### YOUR ASSIGNMENT
Below are entries. Reproduce exactly the lines between the line holding "pub const DEFAULT_POLL_INTERVAL: Duration" and the line holding "impl RunStrategy for", inclusive, and only those.

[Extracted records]
----

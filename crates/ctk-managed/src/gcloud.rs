use std::path::{Path, PathBuf};
use std::sync::Arc;
use std::time::Duration;

use ctk_core::{Error, ExecutionMode, Result, Scope, StepState, TektonRun, WaitOutcome};
use ctk_exec::{CommandRunner, CommandSpec};
use ctk_fixture::{Manifest, ManagedDocument, StagedFixture};
use ctk_strategy::{Finalizer, RunStrategy, WaitSpec};
use tracing::{debug, info};

use crate::poll::poll_until;

pub const DEFAULT_POLL_INTERVAL: Duration = Duration::from_secs(5);

#[derive(Clone, Debug, PartialEq, Eq)]
pub struct ManagedSettings {
    pub project: String,
    pub region: String,
    /// Artifact Registry repository StepAction bundles are pushed to.
    pub registry: String,
    pub service_account: String,
    pub name_prefix: String,
    pub poll_interval: Duration,
}

/// Runs tests through the Cloud Build v2 runs API, with StepActions resolved from pushed bundles.
#[derive(Clone)]
pub struct ManagedStrategy {
    runner: Arc<dyn CommandRunner>,
    settings: ManagedSettings,
}

impl ManagedStrategy {
    pub fn new(runner: Arc<dyn CommandRunner>, settings: ManagedSettings) -> Self {
        Self { runner, settings }
    }

    pub fn settings(&self) -> &ManagedSettings {
        &self.settings
    }

    /// `<registry>/<step action>:<scope id>`
    pub fn bundle_ref(&self, scope: &Scope, fixture: &StagedFixture) -> String {
        format!("{}/{}:{}", self.settings.registry.trim_end_matches('/'), fixture.step_action_name, scope.id)
    }

    fn location_args(&self) -> [String; 2] {
        [format!("--project={}", self.settings.project), format!("--region={}", self.settings.region)]
    }

    fn describe(&self, run: &TektonRun, format: &str, budget: Option<Duration>) -> Result<String> {
        let mut cmd = CommandSpec::new("gcloud")
            .args(["builds", "runs", "describe", run.name.as_str()])
            .args(self.location_args())
            .arg(format!("--format={format}"));
        if let Some(budget) = budget {
            cmd = cmd.timeout(budget);
        }
        Ok(self.runner.run_checked(&cmd)?.stdout)
    }

    fn managed_file(manifest: &Path) -> PathBuf {
        let stem = manifest.file_stem().map(|s| s.to_string_lossy().into_owned()).unwrap_or_else(|| "run".into());
        manifest.with_file_name(format!("{stem}.managed.yaml"))
    }
}

impl RunStrategy for ManagedStrategy {
    fn mode(&self) -> ExecutionMode {
        ExecutionMode::Managed
    }

    fn open_scope(&self, scope: &Scope) -> Result<Vec<Finalizer>> {
        // Runs are isolated by name; nothing to create up front.
        debug!(scope = %scope.id, "managed scope opened");
        Ok(Vec::new())
    }

    fn install_step_action(&self, scope: &Scope, fixture: &StagedFixture) -> Result<Vec<Finalizer>> {
        let oci = self.bundle_ref(scope, fixture);
        let file = fixture.step_action.display().to_string();
        self.runner.run_checked(&CommandSpec::new("tkn").args(["bundle", "push", oci.as_str(), "-f", file.as_str()]))?;
        info!(bundle = %oci, "StepAction bundle pushed");

        let delete = CommandSpec::new("gcloud").args([
            "artifacts",
            "docker",
            "images",
            "delete",
            oci.as_str(),
            "--delete-tags",
            "--quiet",
        ]);
        let runner = self.runner.clone();
        Ok(vec![Finalizer::new(format!("delete bundle {oci}"), move || runner.run_checked(&delete).map(|_| ()))])
    }

    fn submit(&self, scope: &Scope, fixture: &StagedFixture, manifest: &Path) -> Result<TektonRun> {
        let oci = self.bundle_ref(scope, fixture);
        let document = ManagedDocument {
            name_prefix: &self.settings.name_prefix,
            service_account: &self.settings.service_account,
            bundle: Some((fixture.step_action_name.as_str(), oci.as_str())),
        };
        let (prepared, run) = document.prepare(&Manifest::load(manifest)?, &scope.id)?;
        let file = Self::managed_file(manifest);
        prepared.save(&file)?;

        let cmd = CommandSpec::new("gcloud")
            .args(["builds", "runs", "apply"])
            .arg(format!("--file={}", file.display()))
            .arg(format!("--region={}", self.settings.region))
            .arg(format!("--project={}", self.settings.project));
        self.runner.run_checked(&cmd)?;
        info!(run = %run, project = %self.settings.project, region = %self.settings.region, "run submitted");
        Ok(run)
    }

    fn wait(&self, _scope: &Scope, run: &TektonRun, wait: &WaitSpec) -> Result<WaitOutcome> {
        Ok(poll_until(|left| self.describe(run, "json", Some(left)), self.settings.poll_interval, wait.timeout))
    }

    fn fetch_document(&self, _scope: &Scope, run: &TektonRun) -> Result<String> {
        self.describe(run, "yaml", None)
    }

    fn step_states(&self, _scope: &Scope, run: &TektonRun) -> Result<Vec<StepState>> {
        Err(Error::Unsupported(format!("step results are not reported by the managed runs API ({run})")))
    }

    /// The runs API exposes no pod logs; the described run, conditions included, is the diagnostic.
    fn collect_logs(&self, _scope: &Scope, run: &TektonRun) -> Result<String> {
        self.describe(run, "yaml", None)
    }
}
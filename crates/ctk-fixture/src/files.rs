//! StepAction fixture layout: one `<name>.yaml` at the top of the directory and
//! optional test manifests under `tests/*.yaml`.

use std::path::{Path, PathBuf};

use ctk_core::{Error, Result};
use tracing::{debug, info};

use crate::manifest::Manifest;
use crate::suffix::{suffix_step_action, suffix_test_manifest, suffixed};

/// A fixture copied into a work directory with the uniqueness suffix applied.
#[derive(Clone, Debug)]
pub struct StagedFixture {
    pub dir: PathBuf,
    pub step_action: PathBuf,
    /// Suffixed StepAction name, as referenced by the staged tests.
    pub step_action_name: String,
    pub tests: Vec<PathBuf>,
    pub suffix: String,
}

fn yaml_files(dir: &Path) -> Result<Vec<PathBuf>> {
    let base = dir.to_str().ok_or_else(|| Error::Parse(format!("non UTF-8 path: {}", dir.display())))?;
    let pattern = format!("{}/*.yaml", glob::Pattern::escape(base));
    let mut files = Vec::new();
    for entry in glob::glob(&pattern).map_err(|e| Error::Parse(e.to_string()))? {
        files.push(entry.map_err(|e| Error::Io(e.into_error()))?);
    }
    files.sort();
    Ok(files)
}

/// The single StepAction YAML of a fixture directory.
pub fn step_action_file(dir: &Path) -> Result<PathBuf> {
    let mut files = yaml_files(dir)?;
    match files.len() {
        0 => Err(Error::Parse(format!("no YAML file found in {}", dir.display()))),
        1 => Ok(files.remove(0)),
        n => Err(Error::Parse(format!("{n} YAML files found in {}, expected exactly one", dir.display()))),
    }
}

pub fn test_files(dir: &Path) -> Result<Vec<PathBuf>> {
    let tests = dir.join("tests");
    if !tests.is_dir() {
        return Ok(Vec::new());
    }
    yaml_files(&tests)
}

fn file_name(path: &Path) -> Result<&std::ffi::OsStr> {
    path.file_name().ok_or_else(|| Error::Parse(format!("not a file: {}", path.display())))
}

/// Copies `src` into `work` and renames everything with `suffix`.
pub fn stage_fixture(src: &Path, work: &Path, suffix: &str) -> Result<StagedFixture> {
    let source = step_action_file(src)?;
    let mut manifest = Manifest::load(&source)?;
    let original = match suffix_step_action(&mut manifest, suffix) {
        Some(name) => name,
        None => source
            .file_stem()
            .map(|s| s.to_string_lossy().into_owned())
            .ok_or_else(|| Error::Parse(format!("cannot name StepAction in {}", source.display())))?,
    };

    std::fs::create_dir_all(work)?;
    let step_action = work.join(file_name(&source)?);
    manifest.save(&step_action)?;

    let mut tests = Vec::new();
    let sources = test_files(src)?;
    if !sources.is_empty() {
        std::fs::create_dir_all(work.join("tests"))?;
    }
    for path in sources {
        let mut test = Manifest::load(&path)?;
        suffix_test_manifest(&mut test, &original, suffix);
        let staged = work.join("tests").join(file_name(&path)?);
        test.save(&staged)?;
        debug!(from = %path.display(), to = %staged.display(), "staged test manifest");
        tests.push(staged);
    }

    let step_action_name = suffixed(&original, suffix);
    info!(step_action = %step_action_name, tests = tests.len(), dir = %work.display(), "fixture staged");
    Ok(StagedFixture { dir: work.to_path_buf(), step_action, step_action_name, tests, suffix: suffix.to_string() })
}

#[cfg(test)]
mod tests {
    use super::*;
    use crate::manifest::doc_name;
    use std::fs;

    fn fixture(root: &Path) {
        fs::create_dir_all(root.join("tests")).unwrap();
        fs::write(root.join("git-clone.yaml"), "kind: StepAction\nmetadata:\n  name: git-clone\n").unwrap();
        fs::write(
            root.join("tests/run.yaml"),
            "kind: TaskRun\nmetadata:\n  name: clone-run\nspec:\n  taskSpec:\n    steps:\n      - name: s\n        ref:\n          name: git-clone\n",
        )
        .unwrap();
        fs::write(root.join("tests/README.md"), "ignored").unwrap();
    }

    #[test]
    fn stages_and_suffixes() {
        let src = tempfile::tempdir().unwrap();
        let work = tempfile::tempdir().unwrap();
        fixture(src.path());

        let staged = stage_fixture(src.path(), work.path(), "q1w2e").unwrap();
        assert_eq!(staged.step_action_name, "git-clone-q1w2e");
        assert_eq!(staged.tests.len(), 1);

        let sa = Manifest::load(&staged.step_action).unwrap();
        assert_eq!(doc_name(&sa.docs[0]), Some("git-clone-q1w2e"));
        let run = Manifest::load(&staged.tests[0]).unwrap();
        assert_eq!(doc_name(&run.docs[0]), Some("clone-run-q1w2e"));
        assert_eq!(run.docs[0]["spec"]["taskSpec"]["steps"][0]["ref"]["name"].as_str(), Some("git-clone-q1w2e"));

        // the source fixture is untouched
        let original = fs::read_to_string(src.path().join("git-clone.yaml")).unwrap();
        assert!(original.contains("name: git-clone\n"));
    }

    #[test]
    fn requires_exactly_one_step_action() {
        let dir = tempfile::tempdir().unwrap();
        assert!(step_action_file(dir.path()).unwrap_err().to_string().contains("no YAML file"));
        fs::write(dir.path().join("a.yaml"), "kind: StepAction\n").unwrap();
        fs::write(dir.path().join("b.yaml"), "kind: StepAction\n").unwrap();
        assert!(step_action_file(dir.path()).unwrap_err().to_string().contains("expected exactly one"));
    }

    #[test]
    fn missing_tests_dir_is_empty() {
        let dir = tempfile::tempdir().unwrap();
        assert!(test_files(dir.path()).unwrap().is_empty());
    }
}
use std::fmt;
use std::str::FromStr;
use std::time::Duration;

use serde::{Deserialize, Serialize};

use crate::{Error, ScopeId};

#[derive(Clone, Copy, Debug, Serialize, Deserialize, PartialEq, Eq, Hash)]
pub enum RunKind {
    TaskRun,
    PipelineRun,
}

impl RunKind {
    /// Plural resource name as kubectl expects it (`taskruns`).
    pub fn resource(&self) -> &'static str {
        match self {
            RunKind::TaskRun => "taskruns",
            RunKind::PipelineRun => "pipelineruns",
        }
    }

    /// Label Tekton puts on pods it creates for a run of this kind.
    pub fn pod_label(&self) -> &'static str {
        match self {
            RunKind::TaskRun => "tekton.dev/taskRun",
            RunKind::PipelineRun => "tekton.dev/pipelineRun",
        }
    }
}

impl FromStr for RunKind {
    type Err = Error;

    fn from_str(s: &str) -> Result<Self, Self::Err> {
        match s.to_ascii_lowercase().as_str() {
            "taskrun" => Ok(RunKind::TaskRun),
            "pipelinerun" => Ok(RunKind::PipelineRun),
            other => Err(Error::Unsupported(format!("unsupported Tekton run kind: {other}"))),
        }
    }
}

impl fmt::Display for RunKind {
    fn fmt(&self, f: &mut fmt::Formatter<'_>) -> fmt::Result {
        match self {
            RunKind::TaskRun => f.write_str("TaskRun"),
            RunKind::PipelineRun => f.write_str("PipelineRun"),
        }
    }
}

/// One submitted Tekton execution.
#[derive(Clone, Debug, Serialize, Deserialize, PartialEq, Eq, Hash)]
pub struct TektonRun {
    pub name: String,
    pub kind: RunKind,
}

impl TektonRun {
    pub fn new(name: impl Into<String>, kind: RunKind) -> Self {
        Self { name: name.into(), kind }
    }

    /// `taskruns/<name>` form used by kubectl.
    pub fn resource_ref(&self) -> String {
        format!("{}/{}", self.kind.resource(), self.name)
    }
}

impl fmt::Display for TektonRun {
    fn fmt(&self, f: &mut fmt::Formatter<'_>) -> fmt::Result {
        write!(f, "{}/{}", self.kind, self.name)
    }
}

#[derive(Clone, Copy, Debug, Serialize, Deserialize, PartialEq, Eq, Default)]
#[serde(rename_all = "lowercase")]
pub enum ExecutionMode {
    #[default]
    Direct,
    Managed,
}

impl FromStr for ExecutionMode {
    type Err = Error;

    fn from_str(s: &str) -> Result<Self, Self::Err> {
        match s.trim().to_ascii_lowercase().as_str() {
            "direct" | "v1" => Ok(ExecutionMode::Direct),
            "managed" | "v2" => Ok(ExecutionMode::Managed),
            other => Err(Error::Unsupported(format!("unknown execution mode: {other}"))),
        }
    }
}

impl fmt::Display for ExecutionMode {
    fn fmt(&self, f: &mut fmt::Formatter<'_>) -> fmt::Result {
        match self {
            ExecutionMode::Direct => f.write_str("direct"),
            ExecutionMode::Managed => f.write_str("managed"),
        }
    }
}

/// Isolated environment for one test.
#[derive(Clone, Debug, PartialEq, Eq)]
pub struct Scope {
    pub id: ScopeId,
    pub mode: ExecutionMode,
}

impl Scope {
    pub fn new(mode: ExecutionMode) -> Self {
        Self { id: ScopeId::new(), mode }
    }

    /// Namespace that holds every object of a direct-mode test.
    pub fn namespace(&self) -> &str {
        self.id.as_str()
    }
}

#[derive(Clone, Debug, PartialEq, Eq)]
pub enum WaitOutcome {
    Succeeded,
    Failed { reason: String },
    TimedOut { after: Duration },
}

impl WaitOutcome {
    pub fn is_success(&self) -> bool {
        matches!(self, WaitOutcome::Succeeded)
    }
}

impl fmt::Display for WaitOutcome {
    fn fmt(&self, f: &mut fmt::Formatter<'_>) -> fmt::Result {
        match self {
            WaitOutcome::Succeeded => f.write_str("succeeded"),
            WaitOutcome::Failed { reason } => write!(f, "failed: {reason}"),
            WaitOutcome::TimedOut { after } => write!(f, "timed out after {after:?}"),
        }
    }
}

/// Terminal outcome plus whatever diagnostics could be gathered for it.
#[derive(Clone, Debug)]
pub struct Completion {
    pub outcome: WaitOutcome,
    pub logs: Option<String>,
}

----

### COMPLETED EXERCISE
pub const DEFAULT_POLL_INTERVAL: Duration = Duration::from_secs(5);

#[derive(Clone, Debug, PartialEq, Eq)]
pub struct ManagedSettings {
    pub project: String,
    pub region: String,
    /// Artifact Registry repository StepAction bundles are pushed to.
    pub registry: String,
    pub service_account: String,
    pub name_prefix: String,
    pub poll_interval: Duration,
}

/// Runs tests through the Cloud Build v2 runs API, with StepActions resolved from pushed bundles.
#[derive(Clone)]
pub struct ManagedStrategy {
    runner: Arc<dyn CommandRunner>,
    settings: ManagedSettings,
}

impl ManagedStrategy {
    pub fn new(runner: Arc<dyn CommandRunner>, settings: ManagedSettings) -> Self {
        Self { runner, settings }
    }

    pub fn settings(&self) -> &ManagedSettings {
        &self.settings
    }

    /// `<registry>/<step action>:<scope id>`
    pub fn bundle_ref(&self, scope: &Scope, fixture: &StagedFixture) -> String {
        format!("{}/{}:{}", self.settings.registry.trim_end_matches('/'), fixture.step_action_name, scope.id)
    }

    fn location_args(&self) -> [String; 2] {
        [format!("--project={}", self.settings.project), format!("--region={}", self.settings.region)]
    }

    fn describe(&self, run: &TektonRun, format: &str, budget: Option<Duration>) -> Result<String> {
        let mut cmd = CommandSpec::new("gcloud")
            .args(["builds", "runs", "describe", run.name.as_str()])
            .args(self.location_args())
            .arg(format!("--format={format}"));
        if let Some(budget) = budget {
            cmd = cmd.timeout(budget);
        }
        Ok(self.runner.run_checked(&cmd)?.stdout)
    }

    fn managed_file(manifest: &Path) -> PathBuf {
        let stem = manifest.file_stem().map(|s| s.to_string_lossy().into_owned()).unwrap_or_else(|| "run".into());
        manifest.with_file_name(format!("{stem}.managed.yaml"))
    }
}

impl RunStrategy for ManagedStrategy {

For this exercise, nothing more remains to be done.